JurisprudênciaIA

Superior Tribunal de Justiça

Acórdão

Relator(a)
Ministro Mauro Campbell Marques
Órgão julgador
Segunda Turma
Data do julgamento
20/02/2024
Data de publicação
27/02/2024

STJ – Acórdão, Rel. Ministro Mauro Campbell Marques, Segunda Turma, j. 20/02/2024, p. 27/02/2024

Ementa

PROCESSUAL CIVIL E TRIBUTÁRIO. AGRAVO EM RECURSO ESPECIAL. OFENSA AO ARTIGO 1.022 DO CPC/2015. NÃO CARACTERIZAÇÃO. CRÉDITO DE PIS E COFINS. DESPESAS NÃO QUALIFICADAS COMO INSUMO. ESSENCIALIDADE E RELEVÂNCIA NÃO VERIFICADOS. COMISSÃO PAGA ÀS ADMINISTRADORAS DE CARTÃO DE CRÉDITO/DÉBITO. DEFINIÇÃO DE FATURAMENTO. MATÉRIA EMINENTEMENTE CONSTITUCIONAL. COMPETÊNCIA DO STF. AGRAVO CONHECIDO PARA SE CONHECER PARCIALMENTE DO RECURSO ESPECIAL E NESSA EXTENSÃO, NEGO-LHE PROVIMENTO. 1. Deveras, a preliminar concernente a ofensa ao artigo 1.022 do CPC/2015, não merece prosperar. Com efeito, é firme a jurisprudência do Superior Tribunal de Justiça no sentido de que não há ofensa ao art. 1.022 do CPC/2015 quando o Tribunal de origem, aplicando o direito que entende cabível à hipótese soluciona integralmente a controvérsia submetida à sua apreciação; ainda que de forma diversa daquela pretendida pela parte.

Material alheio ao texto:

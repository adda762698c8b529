//! HTTP client for the commerce platform REST API.
//!
//! Wraps `reqwest` with client-credentials authentication, a cached bearer
//! token, sequential page walking for list endpoints, and typed response
//! deserialization. One client is meant to live for the whole process.

use std::time::{Duration, Instant};

use reqwest::{header, Client, StatusCode, Url};
use serde::de::DeserializeOwned;
use serde::Deserialize;
use tokio::sync::Mutex;

use crate::error::CommerceError;
use crate::retry::RetryPolicy;
use crate::types::{Buyer, LineItem, ListPage, Order, OrderDirection, OrderWorksheet, Supplier};

/// Upper bound on pages walked by a single list call.
pub(crate) const MAX_PAGES: usize = 500;

/// Tokens are refreshed this long before the platform says they expire.
const TOKEN_EXPIRY_MARGIN_SECS: u64 = 60;

/// Cached tokens are refreshed at least this often, whatever `expires_in` says.
const MAX_TOKEN_LIFETIME_SECS: u64 = 24 * 60 * 60;

/// Connection and credential settings for [`CommerceClient`].
#[derive(Clone)]
pub struct CommerceSettings {
    pub api_url: String,
    pub auth_url: String,
    pub client_id: String,
    pub client_secret: String,
    pub scope: String,
    pub timeout_secs: u64,
    pub page_size: u32,
    pub max_retries: u32,
    pub backoff_base_ms: u64,
}

impl std::fmt::Debug for CommerceSettings {
    fn fmt(&self, f: &mut std::fmt::Formatter<'_>) -> std::fmt::Result {
        f.debug_struct("CommerceSettings")
            .field("api_url", &self.api_url)
            .field("auth_url", &self.auth_url)
            .field("client_id", &self.client_id)
            .field("client_secret", &"[redacted]")
            .field("scope", &self.scope)
            .field("timeout_secs", &self.timeout_secs)
            .field("page_size", &self.page_size)
            .field("max_retries", &self.max_retries)
            .field("backoff_base_ms", &self.backoff_base_ms)
            .finish()
    }
}

impl CommerceSettings {
    /// Builds settings from the application config.
    ///
    /// # Errors
    ///
    /// Returns [`CommerceError::MissingCredentials`] when the client ID or
    /// secret is not configured.
    pub fn from_app_config(config: &orderfeed_core::AppConfig) -> Result<Self, CommerceError> {
        let client_id = config
            .commerce_client_id
            .clone()
            .ok_or(CommerceError::MissingCredentials("COMMERCE_CLIENT_ID"))?;
        let client_secret = config
            .commerce_client_secret
            .clone()
            .ok_or(CommerceError::MissingCredentials("COMMERCE_CLIENT_SECRET"))?;

        Ok(Self {
            api_url: config.commerce_api_url.clone(),
            auth_url: config.commerce_auth_url.clone(),
            client_id,
            client_secret,
            scope: config.commerce_scope.clone(),
            timeout_secs: config.commerce_request_timeout_secs,
            page_size: config.commerce_page_size,
            max_retries: config.commerce_max_retries,
            backoff_base_ms: config.commerce_retry_backoff_base_ms,
        })
    }
}

#[derive(Debug, Deserialize)]
struct TokenResponse {
    access_token: String,
    #[serde(default)]
    expires_in: u64,
}

struct CachedToken {
    access_token: String,
    expires_at: Instant,
}

/// Client for the commerce platform REST API.
pub struct CommerceClient {
    client: Client,
    api_url: Url,
    token_url: Url,
    client_id: String,
    client_secret: String,
    scope: String,
    page_size: u32,
    retry: RetryPolicy,
    token: Mutex<Option<CachedToken>>,
}

impl CommerceClient {
    /// Creates a client from settings.
    ///
    /// # Errors
    ///
    /// Returns [`CommerceError::Http`] if the underlying `reqwest::Client`
    /// cannot be constructed, or [`CommerceError::InvalidBaseUrl`] if either
    /// URL does not parse.
    pub fn new(settings: &CommerceSettings) -> Result<Self, CommerceError> {
        let client = Client::builder()
            .timeout(Duration::from_secs(settings.timeout_secs))
            .connect_timeout(Duration::from_secs(10))
            .user_agent("orderfeed/0.1 (line-item-details)")
            .build()?;

        let api_url = normalise_base_url(&settings.api_url)?;
        let auth_base = normalise_base_url(&settings.auth_url)?;
        let token_url = auth_base
            .join("oauth/token")
            .map_err(|e| CommerceError::InvalidBaseUrl {
                url: settings.auth_url.clone(),
                reason: e.to_string(),
            })?;

        Ok(Self {
            client,
            api_url,
            token_url,
            client_id: settings.client_id.clone(),
            client_secret: settings.client_secret.clone(),
            scope: settings.scope.clone(),
            page_size: settings.page_size.clamp(1, 100),
            retry: RetryPolicy::new(settings.max_retries, settings.backoff_base_ms),
            token: Mutex::new(None),
        })
    }

    /// Fetches the worksheet (order, line items, calculate response) of an order.
    ///
    /// # Errors
    ///
    /// - [`CommerceError::NotFound`] if the order does not exist.
    /// - [`CommerceError::Auth`] if no token can be obtained.
    /// - [`CommerceError::Unauthorized`] if a freshly issued token is rejected too.
    /// - [`CommerceError::Http`] / [`CommerceError::UnexpectedStatus`] on transport failures.
    /// - [`CommerceError::Deserialize`] if the body does not match the expected shape.
    pub async fn get_worksheet(
        &self,
        direction: OrderDirection,
        order_id: &str,
    ) -> Result<OrderWorksheet, CommerceError> {
        let url = self.build_url(&["orders", direction.as_path(), order_id, "worksheet"], &[])?;
        self.get_json(&url, &format!("worksheet for order {order_id}"))
            .await
    }

    /// Lists every line item of an order, walking all pages.
    ///
    /// # Errors
    ///
    /// Same as [`CommerceClient::get_worksheet`], plus
    /// [`CommerceError::PaginationLimit`] on runaway listings.
    pub async fn list_all_line_items(
        &self,
        direction: OrderDirection,
        order_id: &str,
    ) -> Result<Vec<LineItem>, CommerceError> {
        self.list_all(
            &["orders", direction.as_path(), order_id, "lineitems"],
            &[],
            &format!("line items of order {order_id}"),
        )
        .await
    }

    /// Lists every order in `direction` matching the given filters.
    ///
    /// Filters are passed as query parameters, e.g. `("ID", "SO-1-*")`.
    ///
    /// # Errors
    ///
    /// Same as [`CommerceClient::list_all_line_items`].
    pub async fn list_all_orders(
        &self,
        direction: OrderDirection,
        filters: &[(&str, &str)],
    ) -> Result<Vec<Order>, CommerceError> {
        self.list_all(
            &["orders", direction.as_path()],
            filters,
            &format!("{direction} orders"),
        )
        .await
    }

    /// Fetches a buyer organization.
    ///
    /// # Errors
    ///
    /// Same as [`CommerceClient::get_worksheet`].
    pub async fn get_buyer(&self, buyer_id: &str) -> Result<Buyer, CommerceError> {
        let url = self.build_url(&["buyers", buyer_id], &[])?;
        self.get_json(&url, &format!("buyer {buyer_id}")).await
    }

    /// Fetches a supplier organization.
    ///
    /// # Errors
    ///
    /// Same as [`CommerceClient::get_worksheet`].
    pub async fn get_supplier(&self, supplier_id: &str) -> Result<Supplier, CommerceError> {
        let url = self.build_url(&["suppliers", supplier_id], &[])?;
        self.get_json(&url, &format!("supplier {supplier_id}"))
            .await
    }

    /// Walks `page = 1..=TotalPages` sequentially and concatenates the items.
    async fn list_all<T>(
        &self,
        segments: &[&str],
        filters: &[(&str, &str)],
        resource: &str,
    ) -> Result<Vec<T>, CommerceError>
    where
        T: DeserializeOwned + Send,
    {
        let page_size = self.page_size.to_string();
        let mut items = Vec::new();
        let mut page: u32 = 1;

        loop {
            if page as usize > MAX_PAGES {
                return Err(CommerceError::PaginationLimit {
                    resource: resource.to_owned(),
                    max_pages: MAX_PAGES,
                });
            }

            let page_str = page.to_string();
            let mut query: Vec<(&str, &str)> =
                vec![("page", page_str.as_str()), ("pageSize", page_size.as_str())];
            query.extend_from_slice(filters);

            let url = self.build_url(segments, &query)?;
            let list: ListPage<T> = self.get_json(&url, resource).await?;
            let fetched = list.items.len();
            items.extend(list.items);

            tracing::debug!(
                resource,
                page,
                total_pages = list.meta.total_pages,
                fetched,
                "fetched list page"
            );

            if fetched == 0 || page >= list.meta.total_pages {
                break;
            }
            page += 1;
        }

        Ok(items)
    }

    /// Builds `{api_url}/v1/{segments...}?{query}` with every segment and
    /// query value percent-encoded.
    fn build_url(&self, segments: &[&str], query: &[(&str, &str)]) -> Result<Url, CommerceError> {
        let mut url = self.api_url.clone();
        url.path_segments_mut()
            .map_err(|()| CommerceError::InvalidBaseUrl {
                url: self.api_url.to_string(),
                reason: "URL cannot be a base".to_owned(),
            })?
            .pop_if_empty()
            .push("v1")
            .extend(segments);

        if !query.is_empty() {
            let mut pairs = url.query_pairs_mut();
            for (k, v) in query {
                pairs.append_pair(k, v);
            }
        }
        Ok(url)
    }

    async fn get_json<T: DeserializeOwned>(
        &self,
        url: &Url,
        resource: &str,
    ) -> Result<T, CommerceError> {
        self.retry
            .run(resource, || self.get_json_once(url, resource))
            .await
    }

    async fn get_json_once<T: DeserializeOwned>(
        &self,
        url: &Url,
        resource: &str,
    ) -> Result<T, CommerceError> {
        let token = self.access_token().await?;
        let response = self
            .client
            .get(url.clone())
            .bearer_auth(&token)
            .header(header::ACCEPT, "application/json")
            .send()
            .await?;

        let status = response.status();
        if status == StatusCode::NOT_FOUND {
            return Err(CommerceError::NotFound {
                resource: resource.to_owned(),
            });
        }
        if status == StatusCode::UNAUTHORIZED {
            self.clear_token().await;
            return Err(CommerceError::Unauthorized {
                resource: resource.to_owned(),
            });
        }
        if !status.is_success() {
            return Err(CommerceError::UnexpectedStatus {
                status: status.as_u16(),
                url: url.to_string(),
            });
        }

        let body = response.text().await?;
        serde_json::from_str(&body).map_err(|e| CommerceError::Deserialize {
            context: resource.to_owned(),
            source: e,
        })
    }

    /// Returns a cached bearer token, requesting a new one when absent or stale.
    async fn access_token(&self) -> Result<String, CommerceError> {
        let mut cached = self.token.lock().await;
        if let Some(token) = cached.as_ref() {
            if token.expires_at > Instant::now() {
                return Ok(token.access_token.clone());
            }
        }

        let fresh = self.request_token().await?;
        let access_token = fresh.access_token.clone();
        *cached = Some(fresh);
        Ok(access_token)
    }

    async fn clear_token(&self) {
        *self.token.lock().await = None;
    }

    async fn request_token(&self) -> Result<CachedToken, CommerceError> {
        let form = [
            ("client_id", self.client_id.as_str()),
            ("client_secret", self.client_secret.as_str()),
            ("grant_type", "client_credentials"),
            ("scope", self.scope.as_str()),
        ];
        let response = self
            .client
            .post(self.token_url.clone())
            .form(&form)
            .send()
            .await?;

        let status = response.status();
        if !status.is_success() {
            return Err(CommerceError::Auth(format!(
                "token endpoint returned HTTP {}",
                status.as_u16()
            )));
        }

        let body = response.text().await?;
        let token: TokenResponse =
            serde_json::from_str(&body).map_err(|e| CommerceError::Deserialize {
                context: "token response".to_owned(),
                source: e,
            })?;

        tracing::debug!(expires_in = token.expires_in, "obtained commerce API token");

        let lifetime = token
            .expires_in
            .min(MAX_TOKEN_LIFETIME_SECS)
            .saturating_sub(TOKEN_EXPIRY_MARGIN_SECS);
        let expires_at = Instant::now()
            .checked_add(Duration::from_secs(lifetime))
            .ok_or_else(|| {
                CommerceError::Auth(format!("token lifetime of {lifetime}s is out of range"))
            })?;
        Ok(CachedToken {
            access_token: token.access_token,
            expires_at,
        })
    }
}

/// Ensures the base URL ends with exactly one slash.
fn normalise_base_url(raw: &str) -> Result<Url, CommerceError> {
    let normalised = format!("{}/", raw.trim_end_matches('/'));
    Url::parse(&normalised).map_err(|e| CommerceError::InvalidBaseUrl {
        url: raw.to_owned(),
        reason: e.to_string(),
    })
}

#[cfg(test)]
#[path = "client_test.rs"]
mod tests;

No particular, verifica-se que o acórdão recorrido decidiu, fundamentada e expressamente acerca dos pontos supostamente omissos, de maneira que os embargos de declaração opostos pela parte recorrente, de fato, não comportavam acolhimento. 2. Quanto às despesas com taxa de administração de cartões de crédito, esta Corte já se manifestou no sentido de que verificar se a referida taxa integrar a base de cálculo do PIS e da COFINS incorre, necessariamente, na definição de faturamento. A análise esta vedada ao STJ por se tratar de matéria eminentemente constitucional, sob pena de usurpação da competência do STF (AgRg no REsp 1.518.752/SC, Rel. Ministro Herman Benjamin, Segunda Turma, DJe 05/02/2016). 3. Agravo conhecido para se conhecer parcialmente do recurso especial e nessa extensão, nego-lhe provimento. (AREsp n. 2.440.565/RS, relator Ministro Mauro Campbell Marques, Segunda Turma, julgado em 20/2/2024, DJe de 27/2/2024.)